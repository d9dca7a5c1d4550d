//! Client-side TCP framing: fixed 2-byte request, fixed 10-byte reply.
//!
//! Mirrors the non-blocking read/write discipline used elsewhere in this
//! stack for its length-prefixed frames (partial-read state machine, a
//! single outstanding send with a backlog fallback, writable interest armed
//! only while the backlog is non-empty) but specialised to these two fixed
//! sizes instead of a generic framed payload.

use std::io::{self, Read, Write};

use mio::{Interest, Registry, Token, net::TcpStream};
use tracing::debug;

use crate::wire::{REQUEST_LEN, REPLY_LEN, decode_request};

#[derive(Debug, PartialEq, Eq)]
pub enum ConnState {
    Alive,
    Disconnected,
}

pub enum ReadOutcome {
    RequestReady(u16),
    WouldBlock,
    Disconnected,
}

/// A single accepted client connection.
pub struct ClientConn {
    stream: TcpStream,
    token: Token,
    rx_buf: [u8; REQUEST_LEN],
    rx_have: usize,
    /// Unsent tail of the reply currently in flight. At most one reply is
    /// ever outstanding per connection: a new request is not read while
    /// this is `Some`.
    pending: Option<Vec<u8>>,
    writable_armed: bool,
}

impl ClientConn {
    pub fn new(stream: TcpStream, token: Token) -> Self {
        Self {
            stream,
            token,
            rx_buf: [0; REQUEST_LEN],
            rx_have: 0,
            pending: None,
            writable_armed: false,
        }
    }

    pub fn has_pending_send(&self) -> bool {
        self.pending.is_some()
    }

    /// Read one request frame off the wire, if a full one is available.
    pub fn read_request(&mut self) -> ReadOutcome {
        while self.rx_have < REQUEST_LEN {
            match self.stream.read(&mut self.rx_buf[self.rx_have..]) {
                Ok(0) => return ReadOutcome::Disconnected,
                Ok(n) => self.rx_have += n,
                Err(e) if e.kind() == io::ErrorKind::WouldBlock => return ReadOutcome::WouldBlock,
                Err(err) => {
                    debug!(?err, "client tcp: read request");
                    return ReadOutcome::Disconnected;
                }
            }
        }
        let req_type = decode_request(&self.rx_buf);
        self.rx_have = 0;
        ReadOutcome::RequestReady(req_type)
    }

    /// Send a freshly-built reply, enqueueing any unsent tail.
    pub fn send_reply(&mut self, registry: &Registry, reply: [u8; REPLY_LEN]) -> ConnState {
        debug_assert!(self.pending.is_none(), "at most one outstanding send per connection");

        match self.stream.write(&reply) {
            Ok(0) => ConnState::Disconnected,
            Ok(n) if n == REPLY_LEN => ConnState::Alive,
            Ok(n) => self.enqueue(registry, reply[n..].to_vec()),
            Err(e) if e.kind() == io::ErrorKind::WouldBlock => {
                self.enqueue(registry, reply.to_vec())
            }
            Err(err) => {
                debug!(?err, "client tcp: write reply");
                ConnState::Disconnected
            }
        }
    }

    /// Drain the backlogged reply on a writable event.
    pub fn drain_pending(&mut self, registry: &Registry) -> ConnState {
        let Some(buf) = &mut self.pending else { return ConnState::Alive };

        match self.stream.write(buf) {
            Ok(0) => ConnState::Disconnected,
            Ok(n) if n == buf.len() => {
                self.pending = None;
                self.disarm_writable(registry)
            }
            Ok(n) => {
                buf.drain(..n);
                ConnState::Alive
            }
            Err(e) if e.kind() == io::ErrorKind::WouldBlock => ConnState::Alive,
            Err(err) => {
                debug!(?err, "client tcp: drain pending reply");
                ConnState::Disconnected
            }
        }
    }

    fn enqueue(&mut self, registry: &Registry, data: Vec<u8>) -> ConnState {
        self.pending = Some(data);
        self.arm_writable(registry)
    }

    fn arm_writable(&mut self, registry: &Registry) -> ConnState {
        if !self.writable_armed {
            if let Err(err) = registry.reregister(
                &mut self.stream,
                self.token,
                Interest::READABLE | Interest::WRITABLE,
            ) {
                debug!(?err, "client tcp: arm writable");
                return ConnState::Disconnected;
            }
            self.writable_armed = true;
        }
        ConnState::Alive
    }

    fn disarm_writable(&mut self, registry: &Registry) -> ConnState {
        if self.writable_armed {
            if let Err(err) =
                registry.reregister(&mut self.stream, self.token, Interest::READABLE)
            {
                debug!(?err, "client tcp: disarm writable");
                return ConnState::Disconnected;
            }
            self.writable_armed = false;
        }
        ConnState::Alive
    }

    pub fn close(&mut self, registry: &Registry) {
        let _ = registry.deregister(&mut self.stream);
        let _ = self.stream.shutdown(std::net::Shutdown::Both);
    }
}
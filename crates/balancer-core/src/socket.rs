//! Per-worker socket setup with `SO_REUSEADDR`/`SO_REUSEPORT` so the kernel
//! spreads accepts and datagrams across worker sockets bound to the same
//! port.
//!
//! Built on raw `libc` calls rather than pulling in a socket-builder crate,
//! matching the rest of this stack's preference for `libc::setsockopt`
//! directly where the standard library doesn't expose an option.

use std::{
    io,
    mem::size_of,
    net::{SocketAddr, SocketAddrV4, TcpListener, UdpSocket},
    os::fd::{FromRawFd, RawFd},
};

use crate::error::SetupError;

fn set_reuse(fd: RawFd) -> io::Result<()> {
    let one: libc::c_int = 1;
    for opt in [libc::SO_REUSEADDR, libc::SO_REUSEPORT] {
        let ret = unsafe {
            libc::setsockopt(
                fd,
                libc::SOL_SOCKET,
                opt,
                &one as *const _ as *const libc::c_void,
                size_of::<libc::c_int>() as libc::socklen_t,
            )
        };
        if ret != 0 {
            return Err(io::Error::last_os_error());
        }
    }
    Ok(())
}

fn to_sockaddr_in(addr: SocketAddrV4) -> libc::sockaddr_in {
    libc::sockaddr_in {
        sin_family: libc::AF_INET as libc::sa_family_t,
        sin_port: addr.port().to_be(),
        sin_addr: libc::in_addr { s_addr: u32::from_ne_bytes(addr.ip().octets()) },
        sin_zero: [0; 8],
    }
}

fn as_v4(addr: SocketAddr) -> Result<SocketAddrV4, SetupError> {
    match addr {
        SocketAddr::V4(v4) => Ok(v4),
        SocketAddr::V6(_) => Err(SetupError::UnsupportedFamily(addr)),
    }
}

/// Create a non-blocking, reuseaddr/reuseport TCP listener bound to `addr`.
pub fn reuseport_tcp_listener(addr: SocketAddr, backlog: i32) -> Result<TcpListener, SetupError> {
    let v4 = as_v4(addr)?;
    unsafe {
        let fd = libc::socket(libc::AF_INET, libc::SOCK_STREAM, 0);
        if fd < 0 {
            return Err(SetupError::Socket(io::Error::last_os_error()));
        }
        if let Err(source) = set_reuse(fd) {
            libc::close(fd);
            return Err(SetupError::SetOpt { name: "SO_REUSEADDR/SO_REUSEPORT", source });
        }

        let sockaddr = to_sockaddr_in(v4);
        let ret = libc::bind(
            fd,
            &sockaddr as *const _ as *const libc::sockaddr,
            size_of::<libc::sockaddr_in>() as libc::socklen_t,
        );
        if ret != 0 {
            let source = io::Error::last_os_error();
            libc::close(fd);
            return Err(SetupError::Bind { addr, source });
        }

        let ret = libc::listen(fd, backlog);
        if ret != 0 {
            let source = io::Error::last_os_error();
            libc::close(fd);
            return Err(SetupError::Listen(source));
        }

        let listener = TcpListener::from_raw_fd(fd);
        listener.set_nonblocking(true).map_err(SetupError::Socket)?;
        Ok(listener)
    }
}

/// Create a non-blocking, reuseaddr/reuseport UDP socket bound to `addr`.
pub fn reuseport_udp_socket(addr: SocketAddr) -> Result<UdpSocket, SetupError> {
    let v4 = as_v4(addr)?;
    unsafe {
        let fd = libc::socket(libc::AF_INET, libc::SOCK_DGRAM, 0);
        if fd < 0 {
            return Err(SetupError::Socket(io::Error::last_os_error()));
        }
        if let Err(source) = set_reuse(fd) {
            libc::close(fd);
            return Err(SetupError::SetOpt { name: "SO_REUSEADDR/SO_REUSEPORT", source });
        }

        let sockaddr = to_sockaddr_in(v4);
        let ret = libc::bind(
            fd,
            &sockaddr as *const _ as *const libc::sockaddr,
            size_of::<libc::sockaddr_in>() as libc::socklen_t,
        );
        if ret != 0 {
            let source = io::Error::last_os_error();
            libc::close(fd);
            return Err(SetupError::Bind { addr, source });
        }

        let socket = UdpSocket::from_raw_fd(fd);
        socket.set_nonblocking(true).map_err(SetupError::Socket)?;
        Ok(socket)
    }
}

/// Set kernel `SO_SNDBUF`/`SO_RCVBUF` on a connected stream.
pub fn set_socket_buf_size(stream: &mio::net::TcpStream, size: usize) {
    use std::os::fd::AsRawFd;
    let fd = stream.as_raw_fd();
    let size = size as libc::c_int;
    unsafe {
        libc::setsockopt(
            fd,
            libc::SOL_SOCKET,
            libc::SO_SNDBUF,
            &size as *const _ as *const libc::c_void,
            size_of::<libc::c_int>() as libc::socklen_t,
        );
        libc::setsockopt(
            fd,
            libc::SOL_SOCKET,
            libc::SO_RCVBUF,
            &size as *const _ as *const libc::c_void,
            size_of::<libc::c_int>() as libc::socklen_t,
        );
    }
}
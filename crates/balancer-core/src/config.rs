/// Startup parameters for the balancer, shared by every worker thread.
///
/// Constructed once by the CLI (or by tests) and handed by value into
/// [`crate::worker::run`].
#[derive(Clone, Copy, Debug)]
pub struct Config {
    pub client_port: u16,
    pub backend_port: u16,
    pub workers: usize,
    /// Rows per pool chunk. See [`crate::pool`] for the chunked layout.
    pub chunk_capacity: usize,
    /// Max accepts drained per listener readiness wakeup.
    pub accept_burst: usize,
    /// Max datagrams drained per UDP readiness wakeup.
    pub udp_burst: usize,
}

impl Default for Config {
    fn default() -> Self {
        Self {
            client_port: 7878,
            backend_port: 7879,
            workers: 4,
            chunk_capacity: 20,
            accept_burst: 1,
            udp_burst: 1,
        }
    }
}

#### Exercise instructions:
Going through the data, count each line where the word "bound" appears, and state only the total.

#### Solution:
3